Yalova’nın Rüstempaşa Mahallesi’nde bir vatandaş, “Bıçakçı Kostas” isimli Rum çetecinin gömdüğü hazineyi bulmak için konutunun yer katında hafriyat başlattı.
Ailenin Avukatı Fatma Seçil Can, kısa bir açıklamada bulunarak güvenlik hedefiyle ailenin ismini zımnî tuttuklarını belirtti ve şunları söyledi:
“Aile esasen konutları için imar barışına müracaatta bulunmuş. Konutları esasen yıkılacak. Yıkım öncesinde de yıllardır süregelen söylentiyi araştırmak istedi. Bu nedenle de yasal haklarını kullanarak resmi müsaadelerle hafriyat çalışmaları başladı. Birinci olarak 10 günlük bir müsaade verildi. Rastgele bir buluntu yahut kuşkulu duruma rastlanması durumunda hafriyat çalışmaları için ek mühlet talebinde bulunulacak. Aile, meraklıların olabileceği gerekçesiyle bu durumu etrafına açıklamaktan kaçınıyor.”

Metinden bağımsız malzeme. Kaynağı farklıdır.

//! Event bus trait — durable, ordered, consumer-group stream semantics.
//!
//! The bus decouples user-facing write latency from downstream fan-out.
//! Records are delivered at-least-once per consumer group: a record not
//! acknowledged within the visibility window is handed to the next reader
//! in the same group.

use async_trait::async_trait;
use serde_json::Value;
use std::time::Duration;

use crate::error::BusError;

/// A record as handed to a consumer.
#[derive(Debug, Clone)]
pub struct BusRecord {
    /// Server-assigned monotonic id within the topic.
    pub id: u64,
    /// Type tag, e.g. the dotted domain event kind.
    pub record_type: String,
    /// Opaque payload.
    pub payload: Value,
    /// Emission timestamp (unix millis).
    pub emitted_at_ms: i64,
}

/// Durable, append-only, totally-ordered per-topic stream with consumer
/// groups. Implementations must preserve append order within a topic and
/// bound stream length with oldest-first trimming.
#[async_trait]
pub trait EventBus: Send + Sync {
    /// Append a record; returns the assigned monotonic id.
    async fn publish(
        &self,
        topic: &str,
        record_type: &str,
        payload: Value,
    ) -> Result<u64, BusError>;

    /// Read up to `max` records for `group`, making them invisible to other
    /// consumers in the group for `visibility`. Returns immediately with an
    /// empty vec when nothing is available.
    async fn read(
        &self,
        topic: &str,
        group: &str,
        max: usize,
        visibility: Duration,
    ) -> Result<Vec<BusRecord>, BusError>;

    /// Acknowledge a record for `group`; it will not be redelivered.
    async fn ack(&self, topic: &str, group: &str, id: u64) -> Result<(), BusError>;

    /// Wait until at least one record may be available for `group`, or the
    /// timeout elapses. A wakeup is a hint, not a guarantee.
    async fn wait(&self, topic: &str, timeout: Duration);

    /// Number of records currently retained in the topic.
    async fn len(&self, topic: &str) -> usize;
}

RUM ÇETELERİ TÜRKLERİN ALTINLARINI GASP ETMİŞ
Öte yandan Yalovalı tarihçi-yazar Muhsin Sevencan da Yalova’da Osmanlı Dönemi’nde ‘Bıçakçı Kostas’ ismine rastlandığını doğrulayarak gazetecilere açıklamada bulundu. Kurtuluş Savaşı devrinde Rum çetelerin halkın altınlarını yağmaladığını söyleyen Sevencan, “Kasım 1920 yılında Yalova, Yunanlılar tarafından işgal ediliyor. Yaklaşık 11 ay üzere bir mühlet sonra yani 19 Temmuz 1921’de ise işgal güçleri buradan çekildi ancak bu müddet içinde Mayıs ayında 1921 Mayıs ayında Yalova’da hiçbir Türk nüfus kalmadı. Ermeni ve Rum çeteleri, Türklere ilişkin bir sürü eşyaları yağmaladılar. Öldürdüklerinin ziynet eşyalarını gasp ettiler. Bu çetelerden biri Bıçakçı Kostas isminde biri. Tabi efsanelere nazaran burada yerinin olduğu, hazinesini orada sakladığı anlatılıyor lakin biz bunu bilemiyoruz. İspatlayamayız da ancak yalnızca Bıçakçı Kostas değil o devir çok karışık bir periyot. Güvenlik sorunu var. İşgal altında bir devirden bahsediyoruz. Yalova merkezde 3-4 bin öldürülen insan var. Bu insanların ziynet eşyalarını, altınlarını gasp ediyorlar. Hepsi zenginleşiyorlar. Kimi mübadeleyle 1924 yılında dönerken kim gasp ettikleri ziynet eşyalarını paralarını götürebilmiş. Kimi ise burada gömmüşler. ‘Geri döner alırız düşüncesiyle’ saklamışlar. Kimileri dönmüş aramış, kimileri hiç dönmemiş. Bu efsaneler kentimizde kahvehanelerde, köşe başlarında tatlı tatlı anılarla bir de bu türlü ballandırılarak anlatılır” diye konuştu.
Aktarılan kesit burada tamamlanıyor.